# Can you train a kitten not to climb certain areas?



## Newton Bear (Aug 29, 2014)

Hi,
I've read various articles that it is possible to train kittens. We bought our new kitten home at the end of last week and she's discovered that she can climb onto my lovely new kitchen chairs, which I really would rather she didn't as they are a leather effect and could be scratched easily. Any tips on how to teach her that the chairs are a 'no go zone' would be gratefully received.
Many thanks.


----------



## lymorelynn (Oct 4, 2008)

Persistence is about the only way and even then you can't be sure she won't climb up when you're not around. In a few weeks she will be able to jump up and won't need to climb so will be less likely to damage the chairs but if you put her on the floor with a firm 'No' every time you see her climbing up she may get the message.
I have a Welsh dresser with antique plates on it and my kittens soon learn that they aren't allowed on there.


----------



## buffie (May 31, 2010)

Newton Bear said:


> Hi,
> I've read various articles that it is possible to train kittens. We bought our new kitten home at the end of last week and she's discovered that she can climb onto my lovely new kitchen chairs, which I really would rather she didn't as they are a leather effect and could be scratched easily. Any tips on how to teach her that the chairs are a 'no go zone' would be gratefully received.
> Many thanks.


Good luck with that  I wouldn't waste my time or energy to be honest,cats will go/do what they want to do.You "may" be lucky that your kitten will stay off the chairs when you are there but......... when the cats away the mice will play 

Like Lynn I have a Welsh Dresser ,it still looks like I have been robbed,plates are in the cupboards and Meeko is 4 years old


----------



## LostSoul (Sep 29, 2012)

i agree, cats will do what they want to do...my leather sofa is covered in scratches...and now covered by a nice scratched up throw too 
ive always prized myself on how my older girls will never go on my kitchen sides, i woke up really early this morning and both were on the kitchen side and it seems like i interupted a regular thing.
I am trying to teach Finn who is 12 weeks old to not do certain things, i pick him up, tell him no and put him down somewhere else...after about 50 times i get fed up and let him do what he wants, 
i know with my older cats teaching them with treats really helps but Finn is just too young to know at the moment.

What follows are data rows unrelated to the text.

/*
 * Copyright © 2025, United States Government, as represented by the Administrator of
 * the National Aeronautics and Space Administration. All rights reserved.
 *
 * The “ODIN” software is licensed under the Apache License, Version 2.0 (the "License");
 * you may not use this file except in compliance with the License. You may obtain a copy
 * of the License at http://www.apache.org/licenses/LICENSE-2.0.
 *
 * Unless required by applicable law or agreed to in writing, software distributed under
 * the License is distributed on an "AS IS" BASIS, WITHOUT WARRANTIES OR CONDITIONS OF ANY KIND,
 * either express or implied. See the License for the specific language governing permissions
 * and limitations under the License.
 */

use thiserror::Error;
use ovm_common::datetime::TimeKeyError;

pub type Result<T> = std::result::Result<T,OvmTelemetryError>;

#[derive(Error,Debug)]
pub enum OvmTelemetryError {

    #[error("telemetry store unavailable {0}")]
    Unavailable(String),

    #[error("parse error {0}")]
    ParseError(String),

    #[error("IO error {0}")]
    IOError( #[from] std::io::Error),

    #[error("JSON error {0}")]
    JsonError( #[from] serde_json::Error),

    #[error("http error {0}")]
    HttpError( #[from] reqwest::Error),

    #[error("time key error {0}")]
    TimeKeyError( #[from] TimeKeyError),

    #[error("operation failed {0}")]
    OpFailedError(String)
}

macro_rules! parse_error {
    ($fmt:literal $(, $arg:expr )* ) => {
        OvmTelemetryError::ParseError( format!( $fmt $(, $arg)* ))
    };
}
pub (crate) use parse_error;

macro_rules! unavailable {
    ($fmt:literal $(, $arg:expr )* ) => {
        OvmTelemetryError::Unavailable( format!( $fmt $(, $arg)* ))
    };
}
pub (crate) use unavailable;
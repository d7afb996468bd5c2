/*
 * Copyright © 2025, United States Government, as represented by the Administrator of
 * the National Aeronautics and Space Administration. All rights reserved.
 *
 * The “ODIN” software is licensed under the Apache License, Version 2.0 (the "License");
 * you may not use this file except in compliance with the License. You may obtain a copy
 * of the License at http://www.apache.org/licenses/LICENSE-2.0.
 *
 * Unless required by applicable law or agreed to in writing, software distributed under
 * the License is distributed on an "AS IS" BASIS, WITHOUT WARRANTIES OR CONDITIONS OF ANY KIND,
 * either express or implied. See the License for the specific language governing permissions
 * and limitations under the License.
 */

use thiserror::Error;
use ovm_common::map_to_opaque_error;
use ovm_telemetry::errors::OvmTelemetryError;

pub type Result<T> = std::result::Result<T,OvmDisturbanceError>;

#[derive(Error,Debug)]
pub enum OvmDisturbanceError {

    /// malformed query or time range, detected before the store is touched
    #[error("invalid argument {0}")]
    InvalidArgument(String),

    /// the telemetry store failed, no partial results are returned
    #[error("upstream unavailable {0}")]
    UpstreamUnavailable(String),

    #[error("internal inconsistency {0}")]
    InternalInconsistency(String),

    #[error("operation cancelled")]
    Cancelled,

    #[error("render error {0}")]
    RenderError(String),
}

map_to_opaque_error!{ OvmTelemetryError => OvmDisturbanceError::UpstreamUnavailable }

macro_rules! invalid_argument {
    ($fmt:literal $(, $arg:expr )* ) => {
        OvmDisturbanceError::InvalidArgument( format!( $fmt $(, $arg)* ))
    };
}
pub (crate) use invalid_argument;

macro_rules! internal_inconsistency {
    ($fmt:literal $(, $arg:expr )* ) => {
        OvmDisturbanceError::InternalInconsistency( format!( $fmt $(, $arg)* ))
    };
}
pub (crate) use internal_inconsistency;
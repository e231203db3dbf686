use crate::classify::classify;
use fieldfix_types::{MemberKind, PUBLIC_FIELD, RuleDescriptor, Violation};

pub trait Rule: Send + Sync {
    fn descriptor(&self) -> RuleDescriptor;

    fn id(&self) -> &'static str {
        self.descriptor().id
    }

    fn check(&self, member: &MemberKind) -> Option<Violation>;
}

/// `PublicField`: public mutable instance fields should be properties.
#[derive(Debug, Clone, Copy, Default)]
pub struct PublicFieldRule;

impl Rule for PublicFieldRule {
    fn descriptor(&self) -> RuleDescriptor {
        PUBLIC_FIELD
    }

    fn check(&self, member: &MemberKind) -> Option<Violation> {
        member.as_field().and_then(classify)
    }
}

pub fn builtin_rules() -> Vec<Box<dyn Rule>> {
    vec![Box::new(PublicFieldRule)]
}
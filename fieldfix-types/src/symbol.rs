use camino::Utf8PathBuf;
use serde::{Deserialize, Serialize};

/// Declared accessibility of a member.
#[derive(Debug, Clone, Copy, PartialEq, Eq, Hash, Serialize, Deserialize)]
#[serde(rename_all = "snake_case")]
pub enum Accessibility {
    Private,
    Protected,
    Internal,
    Public,
    ProtectedInternal,
    PrivateProtected,
}

impl Accessibility {
    pub fn is_public(self) -> bool {
        matches!(self, Accessibility::Public)
    }

    pub fn as_str(self) -> &'static str {
        match self {
            Accessibility::Private => "private",
            Accessibility::Protected => "protected",
            Accessibility::Internal => "internal",
            Accessibility::Public => "public",
            Accessibility::ProtectedInternal => "protected internal",
            Accessibility::PrivateProtected => "private protected",
        }
    }
}

/// Where a symbol was declared.
///
/// Byte offsets into the unit's source text as reported by the host front-end. Consumers other
/// than the fixer treat this as an opaque handle.
#[derive(Debug, Clone, PartialEq, Eq, Hash, PartialOrd, Ord, Serialize, Deserialize)]
pub struct SourceLocation {
    pub path: Utf8PathBuf,
    pub start: u64,
    pub end: u64,
}

impl SourceLocation {
    pub fn new(path: impl Into<Utf8PathBuf>, start: u64, end: u64) -> Self {
        Self {
            path: path.into(),
            start,
            end,
        }
    }
}

/// Declared metadata of one field symbol.
#[derive(Debug, Clone, PartialEq, Eq, Serialize, Deserialize)]
pub struct FieldMetadata {
    pub name: String,
    pub accessibility: Accessibility,

    #[serde(default)]
    pub is_const: bool,
    #[serde(default)]
    pub is_static: bool,
    #[serde(default)]
    pub is_abstract: bool,
    #[serde(default)]
    pub is_virtual: bool,
    #[serde(default)]
    pub is_override: bool,
    #[serde(default)]
    pub is_read_only: bool,
    #[serde(default)]
    pub is_sealed: bool,
    #[serde(default)]
    pub is_extern: bool,

    pub location: SourceLocation,
}

impl FieldMetadata {
    /// A plain instance field: every flag cleared.
    pub fn new(
        name: impl Into<String>,
        accessibility: Accessibility,
        location: SourceLocation,
    ) -> Self {
        Self {
            name: name.into(),
            accessibility,
            is_const: false,
            is_static: false,
            is_abstract: false,
            is_virtual: false,
            is_override: false,
            is_read_only: false,
            is_sealed: false,
            is_extern: false,
            location,
        }
    }
}

/// A declared member, tagged once at the symbol boundary.
#[derive(Debug, Clone, PartialEq, Eq, Serialize, Deserialize)]
#[serde(tag = "member", rename_all = "snake_case")]
pub enum MemberKind {
    Field(FieldMetadata),
    Other {
        name: String,
        location: SourceLocation,
    },
}

impl MemberKind {
    pub fn name(&self) -> &str {
        match self {
            MemberKind::Field(f) => &f.name,
            MemberKind::Other { name, .. } => name,
        }
    }

    pub fn as_field(&self) -> Option<&FieldMetadata> {
        match self {
            MemberKind::Field(f) => Some(f),
            MemberKind::Other { .. } => None,
        }
    }
}
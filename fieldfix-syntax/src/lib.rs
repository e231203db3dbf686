//! Persistent syntax trees for fieldfix.
//!
//! Trees are built from immutable `Arc<Node>` values whose children live in a persistent vector.
//! Editing a tree never mutates it: [`SyntaxTree::replace_at`] rebuilds only the path from the
//! root to the edited parent and shares every other subtree with the input.
//!
//! Nodes carry no parent pointers. [`SyntaxNode`] is a cursor that remembers how it was reached,
//! which is what ancestor walks use.

mod ast;
mod cursor;
pub mod factory;
mod node;
mod tree;
pub mod wire;

pub use ast::{
    Accessor, AstNode, Block, FieldDeclaration, MethodDeclaration, PropertyDeclaration,
    TypeDeclaration, VariableDeclarator, find_ancestor_of_type,
};
pub use cursor::SyntaxNode;
pub use node::{AccessorKind, Modifier, Node, NodeKind, NodeVector, TextSpan};
pub use tree::{SyntaxTree, TreeError};
pub use wire::NodeWire;
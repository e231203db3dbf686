use crate::error::EncapsulationError;
use crate::naming::{DerivedNames, derive_names};
use fieldfix_syntax::{
    AccessorKind, AstNode, FieldDeclaration, Modifier, Node, SyntaxTree, factory,
    find_ancestor_of_type,
};
use std::sync::Arc;

#[derive(Debug, Clone, Copy, PartialEq, Eq)]
pub struct EncapsulateOptions {
    /// Carry the original declarator's initializer over to the backing field.
    pub preserve_initializer: bool,
}

impl Default for EncapsulateOptions {
    fn default() -> Self {
        Self {
            preserve_initializer: true,
        }
    }
}

/// A located field declaration and the nodes that will replace it.
#[derive(Debug, Clone)]
pub struct EncapsulationPlan {
    /// Position the rewrite was requested at.
    pub position: usize,
    /// Child-index path of the field declaration from the root.
    pub path: Vec<usize>,
    pub original_name: String,
    pub names: DerivedNames,
    /// `private T _name;`
    pub field: Arc<Node>,
    /// `public T Name { get { return _name; } set { _name = value; } }`
    pub property: Arc<Node>,
}

impl EncapsulationPlan {
    pub fn replacement(&self) -> [Arc<Node>; 2] {
        [self.field.clone(), self.property.clone()]
    }
}

/// Locate the field declaration enclosing `position` and build its replacement.
///
/// Nothing is applied; the plan can be committed with [`SyntaxTree::replace_at`] or batched with
/// other plans.
pub fn plan_encapsulation(
    tree: &SyntaxTree,
    position: usize,
    opts: &EncapsulateOptions,
) -> Result<EncapsulationPlan, EncapsulationError> {
    let not_a_field = EncapsulationError::NotAFieldDeclaration { position };

    let token = tree.token_at(position).ok_or(not_a_field.clone())?;
    let decl: FieldDeclaration = find_ancestor_of_type(&token).ok_or(not_a_field.clone())?;
    if decl.syntax().parent().is_none() {
        return Err(not_a_field);
    }

    let declarators: Vec<_> = decl.declarators().collect();
    let declared_type = decl.declared_type();
    let (Some(ty), [declarator]) = (declared_type.as_ref(), declarators.as_slice()) else {
        return Err(EncapsulationError::UnsupportedDeclarationShape {
            declarators: declarators.len(),
            missing_type: declared_type.is_none(),
        });
    };

    let names = derive_names(declarator.name());
    let initializer = if opts.preserve_initializer {
        declarator.initializer()
    } else {
        None
    };

    let field = factory::field_declaration(
        &[Modifier::Private],
        ty.green().clone(),
        factory::variable_declarator(&names.field, initializer),
    );
    let property = factory::property_declaration(
        &[Modifier::Public],
        ty.green().clone(),
        &names.property,
        [
            factory::accessor(
                AccessorKind::Get,
                [factory::return_statement(&names.field)],
            ),
            factory::accessor(
                AccessorKind::Set,
                [factory::assignment_statement(&names.field, "value")],
            ),
        ],
    );

    Ok(EncapsulationPlan {
        position,
        path: decl.syntax().path(),
        original_name: declarator.name().to_string(),
        names,
        field,
        property,
    })
}

/// Replace the field declaration enclosing `target_position` with a private backing field and a
/// public property, keeping the original initializer.
pub fn encapsulate(
    tree: &SyntaxTree,
    target_position: usize,
) -> Result<SyntaxTree, EncapsulationError> {
    encapsulate_with(tree, target_position, &EncapsulateOptions::default())
}

pub fn encapsulate_with(
    tree: &SyntaxTree,
    target_position: usize,
    opts: &EncapsulateOptions,
) -> Result<SyntaxTree, EncapsulationError> {
    let plan = plan_encapsulation(tree, target_position, opts)?;
    Ok(tree.replace_at(&plan.path, plan.replacement())?)
}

i do wish you luck though and if you find a way then please, PLEASE share it with us.


----------



## shamykebab (Jul 15, 2009)

We've been trying for 13 years to stop Hobbes going into the sitting room and scratching up the carpet, but even with the door closed he can be found sitting on the windowsill watching the world (after attending to the carpet). That cat can walk through walls :sosp:


----------



## lorilu (Sep 6, 2009)

Give your kitten her own furniture to climb and jump and scratch on. Keep nails trimmed (just the very tips until you become skilled). Cover the chairs if you are that worried about them, but as someone else said, soon kitten will be jumping instead of climbing kitchen chairs.

But the kitten does need a cat tower of some sort for real climbing and jumping and scratching.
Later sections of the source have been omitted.